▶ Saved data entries
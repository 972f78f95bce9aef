use axum::{
    http::StatusCode,
    response::{IntoResponse, Response},
    Json,
};
use power_monitor_core::EvaluatorError;
use serde_json::json;
use thiserror::Error;

#[derive(Error, Debug)]
pub enum AppError {
    #[error("Configuration error: {0}")]
    Config(String),

    #[error(transparent)]
    Validation(#[from] EvaluatorError),

    #[error("Invalid input: {0}")]
    InvalidInput(String),

    #[error("Not found: {0}")]
    NotFound(String),

    #[error("Notification error: {0}")]
    Notification(String),

    #[error("IO error: {0}")]
    Io(#[from] std::io::Error),

    #[error("YAML parsing error: {0}")]
    Yaml(#[from] serde_yaml::Error),

    #[error("Internal error: {0}")]
    Internal(String),
}

impl IntoResponse for AppError {
    fn into_response(self) -> Response {
        let (status, error_message) = match &self {
            AppError::Validation(e) => (StatusCode::BAD_REQUEST, e.to_string()),
            AppError::InvalidInput(msg) => (StatusCode::BAD_REQUEST, msg.clone()),
            AppError::NotFound(msg) => (StatusCode::NOT_FOUND, msg.clone()),
            AppError::Notification(msg) => (StatusCode::BAD_REQUEST, msg.clone()),
            AppError::Config(msg) | AppError::Internal(msg) => {
                tracing::error!("Internal error: {}", msg);
                (
                    StatusCode::INTERNAL_SERVER_ERROR,
                    "Internal server error".to_string(),
                )
            }
            AppError::Io(e) => {
                tracing::error!("IO error: {:?}", e);
                (
                    StatusCode::INTERNAL_SERVER_ERROR,
                    "Internal server error".to_string(),
                )
            }
            AppError::Yaml(e) => {
                tracing::error!("YAML error: {:?}", e);
                (
                    StatusCode::INTERNAL_SERVER_ERROR,
                    "Internal server error".to_string(),
                )
            }
        };

        let body = Json(json!({
            "error": error_message,
        }));

        (status, body).into_response()
    }
}

pub type Result<T> = std::result::Result<T, AppError>;

#[cfg(test)]
mod tests {
    use super::*;

    #[test]
    fn test_validation_maps_to_bad_request() {
        let err = AppError::from(EvaluatorError::InvalidVat("VAT must be between 0 and 100".into()));
        let response = err.into_response();
        assert_eq!(response.status(), StatusCode::BAD_REQUEST);
    }

    #[test]
    fn test_invalid_input_maps_to_bad_request() {
        let response = AppError::InvalidInput("register 'power' is not a number".into())
            .into_response();
        assert_eq!(response.status(), StatusCode::BAD_REQUEST);
    }

    #[test]
    fn test_not_found_status() {
        let response = AppError::NotFound("room9".into()).into_response();
        assert_eq!(response.status(), StatusCode::NOT_FOUND);
    }

    #[test]
    fn test_internal_errors_hide_details() {
        let response = AppError::Internal("lock poisoned".into()).into_response();
        assert_eq!(response.status(), StatusCode::INTERNAL_SERVER_ERROR);
    }
}
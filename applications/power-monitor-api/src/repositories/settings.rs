use async_trait::async_trait;
use power_monitor_core::{
    EmailSettings, RoomThresholds, Settings, ThresholdPair, TierSchedule, VatRate,
};
use serde::Serialize;
use tokio::sync::RwLock;
use tracing::info;

use crate::error::Result;

#[derive(Debug, Clone, Copy, PartialEq, Eq, Serialize)]
#[serde(rename_all = "snake_case")]
pub enum SettingKind {
    Thresholds,
    Tiers,
    Vat,
    RoomThresholds,
    Email,
}

/// An accepted (already validated) settings edit.
#[derive(Debug, Clone, PartialEq)]
pub enum SettingsChange {
    Thresholds(ThresholdPair),
    Tiers(TierSchedule),
    Vat(VatRate),
    RoomThresholds(RoomThresholds),
    Email(EmailSettings),
}

impl SettingsChange {
    pub fn kind(&self) -> SettingKind {
        match self {
            SettingsChange::Thresholds(_) => SettingKind::Thresholds,
            SettingsChange::Tiers(_) => SettingKind::Tiers,
            SettingsChange::Vat(_) => SettingKind::Vat,
            SettingsChange::RoomThresholds(_) => SettingKind::RoomThresholds,
            SettingsChange::Email(_) => SettingKind::Email,
        }
    }

    fn apply(self, settings: &mut Settings) {
        match self {
            SettingsChange::Thresholds(pair) => settings.thresholds = pair,
            SettingsChange::Tiers(schedule) => settings.tiers = schedule,
            SettingsChange::Vat(vat) => settings.vat = vat,
            SettingsChange::RoomThresholds(rooms) => settings.room_thresholds = rooms,
            SettingsChange::Email(email) => settings.email = email,
        }
    }
}

/// Where accepted settings are kept. Callers validate before saving.
#[async_trait]
pub trait SettingsStore: Send + Sync {
    async fn load(&self) -> Result<Settings>;

    async fn save(&self, change: SettingsChange) -> Result<()>;
}

/// Settings held in process memory; lost on restart.
pub struct InMemorySettingsStore {
    settings: RwLock<Settings>,
}

impl InMemorySettingsStore {
    pub fn new(initial: Settings) -> Self {
        Self {
            settings: RwLock::new(initial),
        }
    }
}

impl Default for InMemorySettingsStore {
    fn default() -> Self {
        Self::new(Settings::default())
    }
}

#[async_trait]
impl SettingsStore for InMemorySettingsStore {
    async fn load(&self) -> Result<Settings> {
        Ok(self.settings.read().await.clone())
    }

    async fn save(&self, change: SettingsChange) -> Result<()> {
        let kind = change.kind();
        let mut settings = self.settings.write().await;
        change.apply(&mut settings);
        info!(kind = ?kind, "settings saved");
        Ok(())
    }
}

#[cfg(test)]
mod tests {
    use super::*;

    #[tokio::test]
    async fn test_save_replaces_only_the_changed_kind() {
        let store = InMemorySettingsStore::default();
        store
            .save(SettingsChange::Thresholds(ThresholdPair::new(400.0, 900.0)))
            .await
            .unwrap();

        let settings = store.load().await.unwrap();
        assert_eq!(settings.thresholds, ThresholdPair::new(400.0, 900.0));
        assert_eq!(settings.vat, VatRate::default());
        assert_eq!(settings.tiers, TierSchedule::default());
    }

    #[tokio::test]
    async fn test_room_thresholds_replace_whole_map() {
        let store = InMemorySettingsStore::default();
        let first: RoomThresholds =
            [("room5".to_string(), ThresholdPair::room_default())].into_iter().collect();
        let second: RoomThresholds =
            [("room7".to_string(), ThresholdPair::new(100.0, 200.0))].into_iter().collect();

        store.save(SettingsChange::RoomThresholds(first)).await.unwrap();
        store
            .save(SettingsChange::RoomThresholds(second.clone()))
            .await
            .unwrap();

        assert_eq!(store.load().await.unwrap().room_thresholds, second);
    }

    #[test]
    fn test_change_kind() {
        let change = SettingsChange::Vat(VatRate::default());
        assert_eq!(change.kind(), SettingKind::Vat);
        assert_eq!(
            serde_json::to_value(SettingKind::RoomThresholds).unwrap(),
            "room_thresholds"
        );
    }
}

▶ What you need to do
With nothing left out, copy the data above exactly.

▶ Your solution
repository 972f78f95bce9aef
use axum::{
    http::StatusCode,
    response::{IntoResponse, Response},
    Json,
};
use power_monitor_core::EvaluatorError;
use serde_json::json;
use thiserror::Error;

#[derive(Error, Debug)]
pub enum AppError {
    #[error("Configuration error: {0}")]
    Config(String),

    #[error(transparent)]
    Validation(#[from] EvaluatorError),

    #[error("Invalid input: {0}")]
    InvalidInput(String),

    #[error("Not found: {0}")]
    NotFound(String),

    #[error("Notification error: {0}")]
    Notification(String),

    #[error("IO error: {0}")]
    Io(#[from] std::io::Error),

    #[error("YAML parsing error: {0}")]
    Yaml(#[from] serde_yaml::Error),

    #[error("Internal error: {0}")]
    Internal(String),
}

impl IntoResponse for AppError {
    fn into_response(self) -> Response {
        let (status, error_message) = match &self {
            AppError::Validation(e) => (StatusCode::BAD_REQUEST, e.to_string()),
            AppError::InvalidInput(msg) => (StatusCode::BAD_REQUEST, msg.clone()),
            AppError::NotFound(msg) => (StatusCode::NOT_FOUND, msg.clone()),
            AppError::Notification(msg) => (StatusCode::BAD_REQUEST, msg.clone()),
            AppError::Config(msg) | AppError::Internal(msg) => {
                tracing::error!("Internal error: {}", msg);
                (
                    StatusCode::INTERNAL_SERVER_ERROR,
                    "Internal server error".to_string(),
                )
            }
            AppError::Io(e) => {
                tracing::error!("IO error: {:?}", e);
                (
                    StatusCode::INTERNAL_SERVER_ERROR,
                    "Internal server error".to_string(),
                )
            }
            AppError::Yaml(e) => {
                tracing::error!("YAML error: {:?}", e);
                (
                    StatusCode::INTERNAL_SERVER_ERROR,
                    "Internal server error".to_string(),
                )
            }
        };

        let body = Json(json!({
            "error": error_message,
        }));

        (status, body).into_response()
    }
}

pub type Result<T> = std::result::Result<T, AppError>;

#[cfg(test)]
mod tests {
    use super::*;

    #[test]
    fn test_validation_maps_to_bad_request() {
        let err = AppError::from(EvaluatorError::InvalidVat("VAT must be between 0 and 100".into()));
        let response = err.into_response();
        assert_eq!(response.status(), StatusCode::BAD_REQUEST);
    }

    #[test]
    fn test_invalid_input_maps_to_bad_request() {
        let response = AppError::InvalidInput("register 'power' is not a number".into())
            .into_response();
        assert_eq!(response.status(), StatusCode::BAD_REQUEST);
    }

    #[test]
    fn test_not_found_status() {
        let response = AppError::NotFound("room9".into()).into_response();
        assert_eq!(response.status(), StatusCode::NOT_FOUND);
    }

    #[test]
    fn test_internal_errors_hide_details() {
        let response = AppError::Internal("lock poisoned".into()).into_response();
        assert_eq!(response.status(), StatusCode::INTERNAL_SERVER_ERROR);
    }
}
filename applications/power-monitor-api/src/repositories/settings.rs
use async_trait::async_trait;
use power_monitor_core::{
    EmailSettings, RoomThresholds, Settings, ThresholdPair, TierSchedule, VatRate,
};
use serde::Serialize;
use tokio::sync::RwLock;
use tracing::info;

use crate::error::Result;

#[derive(Debug, Clone, Copy, PartialEq, Eq, Serialize)]
#[serde(rename_all = "snake_case")]
pub enum SettingKind {
    Thresholds,
    Tiers,
    Vat,
    RoomThresholds,
    Email,
}

/// An accepted (already validated) settings edit.
#[derive(Debug, Clone, PartialEq)]
pub enum SettingsChange {
    Thresholds(ThresholdPair),
    Tiers(TierSchedule),
    Vat(VatRate),
    RoomThresholds(RoomThresholds),
    Email(EmailSettings),
}

impl SettingsChange {
    pub fn kind(&self) -> SettingKind {
        match self {
            SettingsChange::Thresholds(_) => SettingKind::Thresholds,
            SettingsChange::Tiers(_) => SettingKind::Tiers,
            SettingsChange::Vat(_) => SettingKind::Vat,
            SettingsChange::RoomThresholds(_) => SettingKind::RoomThresholds,
            SettingsChange::Email(_) => SettingKind::Email,
        }
    }

    fn apply(self, settings: &mut Settings) {
        match self {
            SettingsChange::Thresholds(pair) => settings.thresholds = pair,
            SettingsChange::Tiers(schedule) => settings.tiers = schedule,
            SettingsChange::Vat(vat) => settings.vat = vat,
            SettingsChange::RoomThresholds(rooms) => settings.room_thresholds = rooms,
            SettingsChange::Email(email) => settings.email = email,
        }
    }
}

/// Where accepted settings are kept. Callers validate before saving.
#[async_trait]
pub trait SettingsStore: Send + Sync {
    async fn load(&self) -> Result<Settings>;

    async fn save(&self, change: SettingsChange) -> Result<()>;
}

/// Settings held in process memory; lost on restart.
pub struct InMemorySettingsStore {
    settings: RwLock<Settings>,
}

impl InMemorySettingsStore {
    pub fn new(initial: Settings) -> Self {
        Self {
            settings: RwLock::new(initial),
        }
    }
}

impl Default for InMemorySettingsStore {
    fn default() -> Self {
        Self::new(Settings::default())
    }
}

#[async_trait]
impl SettingsStore for InMemorySettingsStore {
    async fn load(&self) -> Result<Settings> {
        Ok(self.settings.read().await.clone())
    }

    async fn save(&self, change: SettingsChange) -> Result<()> {
        let kind = change.kind();
        let mut settings = self.settings.write().await;
        change.apply(&mut settings);
        info!(kind = ?kind, "settings saved");
        Ok(())
    }
}

#[cfg(test)]
mod tests {
    use super::*;

    #[tokio::test]
    async fn test_save_replaces_only_the_changed_kind() {
        let store = InMemorySettingsStore::default();
        store
            .save(SettingsChange::Thresholds(ThresholdPair::new(400.0, 900.0)))
            .await
            .unwrap();

        let settings = store.load().await.unwrap();
        assert_eq!(settings.thresholds, ThresholdPair::new(400.0, 900.0));
        assert_eq!(settings.vat, VatRate::default());
        assert_eq!(settings.tiers, TierSchedule::default());
    }

    #[tokio::test]
    async fn test_room_thresholds_replace_whole_map() {
        let store = InMemorySettingsStore::default();
        let first: RoomThresholds =
            [("room5".to_string(), ThresholdPair::room_default())].into_iter().collect();
        let second: RoomThresholds =
            [("room7".to_string(), ThresholdPair::new(100.0, 200.0))].into_iter().collect();

        store.save(SettingsChange::RoomThresholds(first)).await.unwrap();
        store
            .save(SettingsChange::RoomThresholds(second.clone()))
            .await
            .unwrap();

        assert_eq!(store.load().await.unwrap().room_thresholds, second);
    }

    #[test]
    fn test_change_kind() {
        let change = SettingsChange::Vat(VatRate::default());
        assert_eq!(change.kind(), SettingKind::Vat);
        assert_eq!(
            serde_json::to_value(SettingKind::RoomThresholds).unwrap(),
            "room_thresholds"
        );
    }
}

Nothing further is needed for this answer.